IT Security (ITS): Refers to the practice of defending information from unauthorized access, use, disclosure, disruption, modification, perusal, inspection, recording or destruction and is therefore used to safeguard information of value to the organization (Alhassan & Adjei-Quaye, 2017) . A study by Tu & Yuan (2014) found that IT security controls can be effectively developed, resulting in success of information security management. Another study by Jeong & Kim (2012) revealed that security quality affects intention to use and user satisfaction. On the other hand, Ngulube revealed that IT security is dependent on user compliance to policies and procedures, and it was, therefore, not always possible to ensure that records were managed as securely as they should be, and the biggest issue was that users did not comply with security policies. An earlier study by Bowen et al. revealed that IT security provided by the system had a significant positive relationship with the successful adoption of ERMS.

3.2. Research Hypotheses

The model guiding this study presented in Figure 1, has the following hypotheses that were tested and postulated:

Figure 1. Proposed model of the study modified from ISSM 2016.

H1. Self-efficacy has positive significance on the use of ICT.

H2. Self-efficacy has positive influence user satisfaction in ICT.

H3. Information quality has positive influence with the use of ICT.

H4. Information quality has significant positive relationship with user satisfaction of ICT.

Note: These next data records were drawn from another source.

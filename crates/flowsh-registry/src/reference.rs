use std::path::{Path, PathBuf};
use std::str::FromStr;

use crate::{KnownSubmissions, RegistryError, Result};

/// How a workflow reference given on the command line is interpreted.
#[derive(Debug, Clone, Copy, Default, PartialEq, Eq)]
pub enum RefType {
    Path,
    Id,
    AssumeId,
    #[default]
    Auto,
}

impl RefType {
    #[must_use]
    pub fn as_str(self) -> &'static str {
        match self {
            Self::Path => "path",
            Self::Id => "id",
            Self::AssumeId => "assume-id",
            Self::Auto => "auto",
        }
    }
}

impl FromStr for RefType {
    type Err = RegistryError;

    fn from_str(value: &str) -> Result<Self> {
        match value.trim().to_ascii_lowercase().replace('_', "-").as_str() {
            "path" => Ok(Self::Path),
            "id" => Ok(Self::Id),
            "assume-id" => Ok(Self::AssumeId),
            "auto" => Ok(Self::Auto),
            other => Err(RegistryError::Reference(format!(
                "unknown reference type {other:?}; expected path, id, assume-id or auto"
            ))),
        }
    }
}

fn existing_path(reference: &str, base: &Path) -> Result<PathBuf> {
    let path = base.join(reference);
    std::fs::canonicalize(&path).map_err(|err| {
        RegistryError::Reference(format!("workflow path {reference:?} is not accessible: {err}"))
    })
}

fn parse_local_id(reference: &str) -> Option<u32> {
    reference.trim().parse::<u32>().ok()
}

/// Resolves `reference` to a workflow directory.
///
/// With [`RefType::Auto`] a reference that is both a known local id and an
/// existing path is ambiguous and rejected, as is one that is neither.
pub fn resolve_workflow_reference(
    registry: &KnownSubmissions,
    reference: &str,
    ref_type: RefType,
) -> Result<PathBuf> {
    let cwd = std::env::current_dir().map_err(|err| RegistryError::io(Path::new("."), err))?;
    resolve_relative_to(registry, reference, ref_type, &cwd)
}

/// Like [`resolve_workflow_reference`], with relative paths taken from
/// `base` instead of the working directory.
pub fn resolve_relative_to(
    registry: &KnownSubmissions,
    reference: &str,
    ref_type: RefType,
    base: &Path,
) -> Result<PathBuf> {
    match ref_type {
        RefType::Path => existing_path(reference, base),
        RefType::Id => {
            let local_id = parse_local_id(reference).ok_or_else(|| {
                RegistryError::Reference(format!("{reference:?} is not a local id"))
            })?;
            registry.path_for_local_id(local_id)
        }
        RefType::AssumeId => match parse_local_id(reference) {
            Some(local_id) => match registry.path_for_local_id(local_id) {
                Err(RegistryError::UnknownLocalId(_)) => existing_path(reference, base),
                found => found,
            },
            None => existing_path(reference, base),
        },
        RefType::Auto => {
            let by_id = match parse_local_id(reference) {
                Some(local_id) => match registry.path_for_local_id(local_id) {
                    Ok(path) => Some(path),
                    Err(RegistryError::UnknownLocalId(_)) => None,
                    Err(err) => return Err(err),
                },
                None => None,
            };
            let by_path = existing_path(reference, base).ok();
            match (by_id, by_path) {
                (Some(id_path), Some(path)) => Err(RegistryError::Reference(format!(
                    "{reference:?} is both local id for {} and the path {}; pass a reference type",
                    id_path.display(),
                    path.display()
                ))),
                (Some(path), None) | (None, Some(path)) => Ok(path),
                (None, None) => Err(RegistryError::Reference(format!(
                    "{reference:?} is neither a known local id nor an existing path"
                ))),
            }
        }
    }
}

H5. IT Security has positive influence with the use of ICT.

H6. IT Security has significant positive relationship with user satisfaction of ICT.

H7. System quality has a significant positive relationship with use of ICT.

H8. System quality has positive influence on the user satisfaction of ICT.

H9. Service quality has significant positive relationship on the use of ICT.

H10. Service quality has positive influence on user satisfaction of ICT.

H11. The use of the ICT has positive significant effects on the net performance.

H12. The use of the ICT has positive significance on user satisfaction.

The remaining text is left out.